[Data records]
■ ■ ■ ■

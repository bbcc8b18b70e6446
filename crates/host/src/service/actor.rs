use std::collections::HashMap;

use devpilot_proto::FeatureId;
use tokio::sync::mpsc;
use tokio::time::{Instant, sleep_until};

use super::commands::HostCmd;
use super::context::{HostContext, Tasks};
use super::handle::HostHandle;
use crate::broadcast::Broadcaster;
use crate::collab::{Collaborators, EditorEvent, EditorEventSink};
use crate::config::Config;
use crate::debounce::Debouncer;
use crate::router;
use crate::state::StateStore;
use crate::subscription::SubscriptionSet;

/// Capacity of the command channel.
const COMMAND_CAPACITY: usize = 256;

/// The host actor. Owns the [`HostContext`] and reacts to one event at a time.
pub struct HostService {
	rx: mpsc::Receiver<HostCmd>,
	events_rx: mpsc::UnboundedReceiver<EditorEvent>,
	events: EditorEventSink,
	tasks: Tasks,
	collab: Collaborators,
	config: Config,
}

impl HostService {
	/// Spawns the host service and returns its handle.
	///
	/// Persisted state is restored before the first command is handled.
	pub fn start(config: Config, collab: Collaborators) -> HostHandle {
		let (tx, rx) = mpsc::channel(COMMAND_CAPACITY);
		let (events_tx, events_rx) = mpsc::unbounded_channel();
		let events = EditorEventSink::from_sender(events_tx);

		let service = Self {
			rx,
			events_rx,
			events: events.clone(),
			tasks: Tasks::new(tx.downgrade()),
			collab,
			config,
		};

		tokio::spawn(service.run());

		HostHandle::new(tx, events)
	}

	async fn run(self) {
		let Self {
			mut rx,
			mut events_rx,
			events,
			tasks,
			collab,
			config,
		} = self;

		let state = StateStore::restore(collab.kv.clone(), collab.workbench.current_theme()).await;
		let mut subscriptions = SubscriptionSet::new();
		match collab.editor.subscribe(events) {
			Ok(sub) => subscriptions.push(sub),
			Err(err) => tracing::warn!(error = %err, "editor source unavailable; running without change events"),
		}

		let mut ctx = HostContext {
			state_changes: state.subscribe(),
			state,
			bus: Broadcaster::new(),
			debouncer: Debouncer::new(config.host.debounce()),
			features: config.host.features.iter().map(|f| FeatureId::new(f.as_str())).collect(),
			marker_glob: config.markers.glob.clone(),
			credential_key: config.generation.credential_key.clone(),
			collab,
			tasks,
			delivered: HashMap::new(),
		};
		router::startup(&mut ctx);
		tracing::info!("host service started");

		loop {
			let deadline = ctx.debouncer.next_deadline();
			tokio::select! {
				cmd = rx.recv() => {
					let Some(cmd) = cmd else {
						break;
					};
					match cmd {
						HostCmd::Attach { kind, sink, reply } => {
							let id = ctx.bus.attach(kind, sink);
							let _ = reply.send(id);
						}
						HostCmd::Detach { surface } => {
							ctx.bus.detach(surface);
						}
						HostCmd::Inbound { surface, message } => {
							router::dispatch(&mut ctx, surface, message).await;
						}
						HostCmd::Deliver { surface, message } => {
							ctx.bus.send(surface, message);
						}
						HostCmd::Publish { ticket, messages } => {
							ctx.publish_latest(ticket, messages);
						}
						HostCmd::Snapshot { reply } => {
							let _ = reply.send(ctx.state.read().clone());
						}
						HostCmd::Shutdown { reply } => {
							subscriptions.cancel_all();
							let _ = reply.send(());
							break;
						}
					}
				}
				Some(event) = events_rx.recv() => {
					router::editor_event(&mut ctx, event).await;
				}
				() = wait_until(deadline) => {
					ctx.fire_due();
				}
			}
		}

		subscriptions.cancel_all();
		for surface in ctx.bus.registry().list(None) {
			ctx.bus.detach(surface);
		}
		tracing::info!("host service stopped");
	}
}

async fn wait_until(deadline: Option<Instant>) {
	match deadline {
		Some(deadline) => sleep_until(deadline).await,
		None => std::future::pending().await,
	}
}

■ ■ ■ ■

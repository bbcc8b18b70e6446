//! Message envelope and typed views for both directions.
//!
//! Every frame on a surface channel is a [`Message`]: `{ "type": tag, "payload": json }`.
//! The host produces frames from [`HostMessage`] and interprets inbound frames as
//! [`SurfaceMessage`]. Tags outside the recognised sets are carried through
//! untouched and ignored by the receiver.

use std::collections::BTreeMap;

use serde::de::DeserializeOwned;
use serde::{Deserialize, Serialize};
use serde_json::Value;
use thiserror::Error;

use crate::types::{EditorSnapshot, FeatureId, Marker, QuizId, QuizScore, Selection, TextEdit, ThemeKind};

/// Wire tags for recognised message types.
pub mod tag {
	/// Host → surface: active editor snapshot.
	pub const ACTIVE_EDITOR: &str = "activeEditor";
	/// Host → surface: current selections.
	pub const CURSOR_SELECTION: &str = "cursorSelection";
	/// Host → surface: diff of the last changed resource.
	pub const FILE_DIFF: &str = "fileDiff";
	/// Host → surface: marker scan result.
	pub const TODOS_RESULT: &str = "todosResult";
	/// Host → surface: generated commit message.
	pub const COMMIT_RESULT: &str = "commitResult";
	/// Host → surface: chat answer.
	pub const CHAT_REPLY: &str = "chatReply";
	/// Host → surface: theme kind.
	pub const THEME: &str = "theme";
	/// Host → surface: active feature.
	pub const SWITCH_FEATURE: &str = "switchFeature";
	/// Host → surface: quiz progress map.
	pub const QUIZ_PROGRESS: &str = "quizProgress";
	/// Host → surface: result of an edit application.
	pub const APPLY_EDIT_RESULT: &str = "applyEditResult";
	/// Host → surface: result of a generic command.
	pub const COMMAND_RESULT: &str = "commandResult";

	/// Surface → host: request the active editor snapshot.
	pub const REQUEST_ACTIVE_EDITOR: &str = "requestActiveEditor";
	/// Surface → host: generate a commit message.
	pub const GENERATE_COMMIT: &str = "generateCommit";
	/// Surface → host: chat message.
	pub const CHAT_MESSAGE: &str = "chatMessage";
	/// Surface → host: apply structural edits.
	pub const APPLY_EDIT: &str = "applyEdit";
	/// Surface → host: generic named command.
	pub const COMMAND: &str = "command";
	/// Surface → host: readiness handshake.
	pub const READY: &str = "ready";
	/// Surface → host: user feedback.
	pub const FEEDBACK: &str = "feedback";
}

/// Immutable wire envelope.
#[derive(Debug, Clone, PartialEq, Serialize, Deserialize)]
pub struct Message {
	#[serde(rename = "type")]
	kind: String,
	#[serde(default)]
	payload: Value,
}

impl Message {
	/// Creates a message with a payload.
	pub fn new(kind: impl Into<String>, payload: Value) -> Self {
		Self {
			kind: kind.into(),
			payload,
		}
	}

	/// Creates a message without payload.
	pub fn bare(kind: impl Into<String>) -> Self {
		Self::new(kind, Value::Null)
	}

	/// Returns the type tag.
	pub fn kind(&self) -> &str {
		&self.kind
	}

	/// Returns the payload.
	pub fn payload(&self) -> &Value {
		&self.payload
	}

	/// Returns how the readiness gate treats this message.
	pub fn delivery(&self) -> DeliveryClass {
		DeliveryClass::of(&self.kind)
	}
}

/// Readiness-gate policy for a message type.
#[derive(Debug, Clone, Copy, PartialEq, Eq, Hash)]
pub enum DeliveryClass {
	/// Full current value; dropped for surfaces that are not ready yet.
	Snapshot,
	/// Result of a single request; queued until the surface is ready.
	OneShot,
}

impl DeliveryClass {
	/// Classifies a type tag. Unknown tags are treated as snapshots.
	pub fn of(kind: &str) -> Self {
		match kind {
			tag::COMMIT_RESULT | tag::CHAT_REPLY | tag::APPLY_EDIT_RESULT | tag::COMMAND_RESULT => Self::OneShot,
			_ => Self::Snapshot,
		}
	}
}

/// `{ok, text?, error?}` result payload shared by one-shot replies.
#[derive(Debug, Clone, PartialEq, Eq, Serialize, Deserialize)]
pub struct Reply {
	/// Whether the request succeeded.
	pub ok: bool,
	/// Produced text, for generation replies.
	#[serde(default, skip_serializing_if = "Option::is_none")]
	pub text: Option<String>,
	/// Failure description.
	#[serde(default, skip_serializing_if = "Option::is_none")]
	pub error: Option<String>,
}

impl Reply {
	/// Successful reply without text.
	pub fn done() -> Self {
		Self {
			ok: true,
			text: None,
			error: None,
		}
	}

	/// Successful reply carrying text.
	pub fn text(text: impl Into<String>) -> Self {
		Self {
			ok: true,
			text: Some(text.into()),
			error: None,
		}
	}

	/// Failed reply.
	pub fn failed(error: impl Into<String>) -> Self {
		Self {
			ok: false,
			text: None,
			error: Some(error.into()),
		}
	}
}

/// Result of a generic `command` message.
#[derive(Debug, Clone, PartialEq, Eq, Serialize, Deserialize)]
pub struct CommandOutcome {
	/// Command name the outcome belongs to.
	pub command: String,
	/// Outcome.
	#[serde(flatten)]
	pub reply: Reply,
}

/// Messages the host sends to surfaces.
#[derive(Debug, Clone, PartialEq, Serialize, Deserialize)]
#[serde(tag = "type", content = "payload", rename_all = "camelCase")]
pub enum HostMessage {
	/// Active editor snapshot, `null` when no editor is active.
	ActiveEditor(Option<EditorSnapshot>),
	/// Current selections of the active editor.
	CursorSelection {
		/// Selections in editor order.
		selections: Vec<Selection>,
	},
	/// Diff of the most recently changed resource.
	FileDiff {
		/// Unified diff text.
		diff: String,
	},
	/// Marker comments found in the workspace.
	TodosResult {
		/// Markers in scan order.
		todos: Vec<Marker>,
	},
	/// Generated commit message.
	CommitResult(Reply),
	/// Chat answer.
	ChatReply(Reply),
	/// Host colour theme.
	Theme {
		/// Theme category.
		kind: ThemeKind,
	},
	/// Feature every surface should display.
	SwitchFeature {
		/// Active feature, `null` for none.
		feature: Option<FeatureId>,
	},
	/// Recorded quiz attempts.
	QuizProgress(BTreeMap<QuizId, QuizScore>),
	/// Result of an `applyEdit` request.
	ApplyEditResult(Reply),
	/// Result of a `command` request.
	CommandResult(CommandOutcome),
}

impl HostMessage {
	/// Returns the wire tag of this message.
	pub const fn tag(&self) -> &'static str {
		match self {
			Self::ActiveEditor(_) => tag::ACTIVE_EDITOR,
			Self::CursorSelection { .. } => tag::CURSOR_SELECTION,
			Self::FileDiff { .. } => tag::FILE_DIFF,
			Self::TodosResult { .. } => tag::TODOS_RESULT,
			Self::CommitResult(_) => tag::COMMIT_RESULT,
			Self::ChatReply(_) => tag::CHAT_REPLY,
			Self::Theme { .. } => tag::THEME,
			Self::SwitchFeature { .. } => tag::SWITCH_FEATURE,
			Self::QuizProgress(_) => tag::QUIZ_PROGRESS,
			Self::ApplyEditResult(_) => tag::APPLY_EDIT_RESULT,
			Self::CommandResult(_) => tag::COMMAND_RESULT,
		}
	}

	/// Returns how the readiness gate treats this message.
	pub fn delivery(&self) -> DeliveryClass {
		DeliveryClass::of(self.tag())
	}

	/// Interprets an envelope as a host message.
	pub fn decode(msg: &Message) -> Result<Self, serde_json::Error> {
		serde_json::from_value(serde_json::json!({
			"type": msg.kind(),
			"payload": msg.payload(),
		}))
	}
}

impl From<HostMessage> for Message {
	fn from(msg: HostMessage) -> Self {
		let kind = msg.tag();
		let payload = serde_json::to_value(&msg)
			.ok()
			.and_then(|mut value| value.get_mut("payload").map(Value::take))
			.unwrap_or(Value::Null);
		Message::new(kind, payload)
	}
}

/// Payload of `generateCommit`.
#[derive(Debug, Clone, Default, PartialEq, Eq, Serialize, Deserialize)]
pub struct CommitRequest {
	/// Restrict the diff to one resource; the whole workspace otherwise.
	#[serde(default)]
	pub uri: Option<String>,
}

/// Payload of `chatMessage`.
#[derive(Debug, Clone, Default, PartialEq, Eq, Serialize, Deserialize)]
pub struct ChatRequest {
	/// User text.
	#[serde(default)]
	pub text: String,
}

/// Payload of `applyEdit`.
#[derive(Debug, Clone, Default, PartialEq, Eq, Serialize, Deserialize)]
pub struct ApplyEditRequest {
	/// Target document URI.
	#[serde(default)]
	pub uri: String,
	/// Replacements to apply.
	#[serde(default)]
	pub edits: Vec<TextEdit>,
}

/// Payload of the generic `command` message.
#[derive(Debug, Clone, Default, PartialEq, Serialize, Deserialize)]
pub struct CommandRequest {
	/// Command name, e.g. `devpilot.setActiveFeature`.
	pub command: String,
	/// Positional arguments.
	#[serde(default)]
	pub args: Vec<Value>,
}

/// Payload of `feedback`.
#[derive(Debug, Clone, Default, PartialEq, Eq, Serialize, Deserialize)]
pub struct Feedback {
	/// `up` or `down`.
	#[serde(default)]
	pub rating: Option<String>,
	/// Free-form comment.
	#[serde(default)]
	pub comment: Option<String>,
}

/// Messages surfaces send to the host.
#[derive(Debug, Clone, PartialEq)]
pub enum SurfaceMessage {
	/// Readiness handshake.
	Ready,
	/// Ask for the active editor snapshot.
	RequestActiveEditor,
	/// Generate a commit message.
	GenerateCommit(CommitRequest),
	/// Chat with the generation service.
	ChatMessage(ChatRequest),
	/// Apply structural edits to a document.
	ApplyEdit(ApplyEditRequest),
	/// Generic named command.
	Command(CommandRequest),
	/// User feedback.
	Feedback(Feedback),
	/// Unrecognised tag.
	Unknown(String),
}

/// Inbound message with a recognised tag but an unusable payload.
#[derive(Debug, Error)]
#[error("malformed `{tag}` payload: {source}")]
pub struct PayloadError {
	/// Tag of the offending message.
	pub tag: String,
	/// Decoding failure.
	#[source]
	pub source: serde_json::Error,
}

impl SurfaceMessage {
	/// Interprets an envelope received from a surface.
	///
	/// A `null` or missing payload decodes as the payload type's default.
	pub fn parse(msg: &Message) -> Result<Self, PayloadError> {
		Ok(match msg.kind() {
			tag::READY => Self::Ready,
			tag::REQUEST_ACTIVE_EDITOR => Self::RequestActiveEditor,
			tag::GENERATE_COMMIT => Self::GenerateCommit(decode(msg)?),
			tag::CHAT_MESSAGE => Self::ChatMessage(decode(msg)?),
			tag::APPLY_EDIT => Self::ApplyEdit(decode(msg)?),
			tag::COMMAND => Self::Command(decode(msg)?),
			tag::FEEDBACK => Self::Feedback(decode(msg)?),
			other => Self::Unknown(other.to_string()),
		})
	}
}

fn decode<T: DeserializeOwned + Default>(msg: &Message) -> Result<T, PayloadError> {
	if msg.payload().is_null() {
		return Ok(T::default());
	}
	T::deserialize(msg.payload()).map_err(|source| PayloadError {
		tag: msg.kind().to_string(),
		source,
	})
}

■ ■ ■ ■

■ **What is needed**:
The answer must consist of each line from the entries that contains the string "DeserializeOwned".

■ **Solution for this exercise**:
use serde::de::DeserializeOwned;
fn decode<T: DeserializeOwned + Default>(msg: &Message) -> Result<T, PayloadError> {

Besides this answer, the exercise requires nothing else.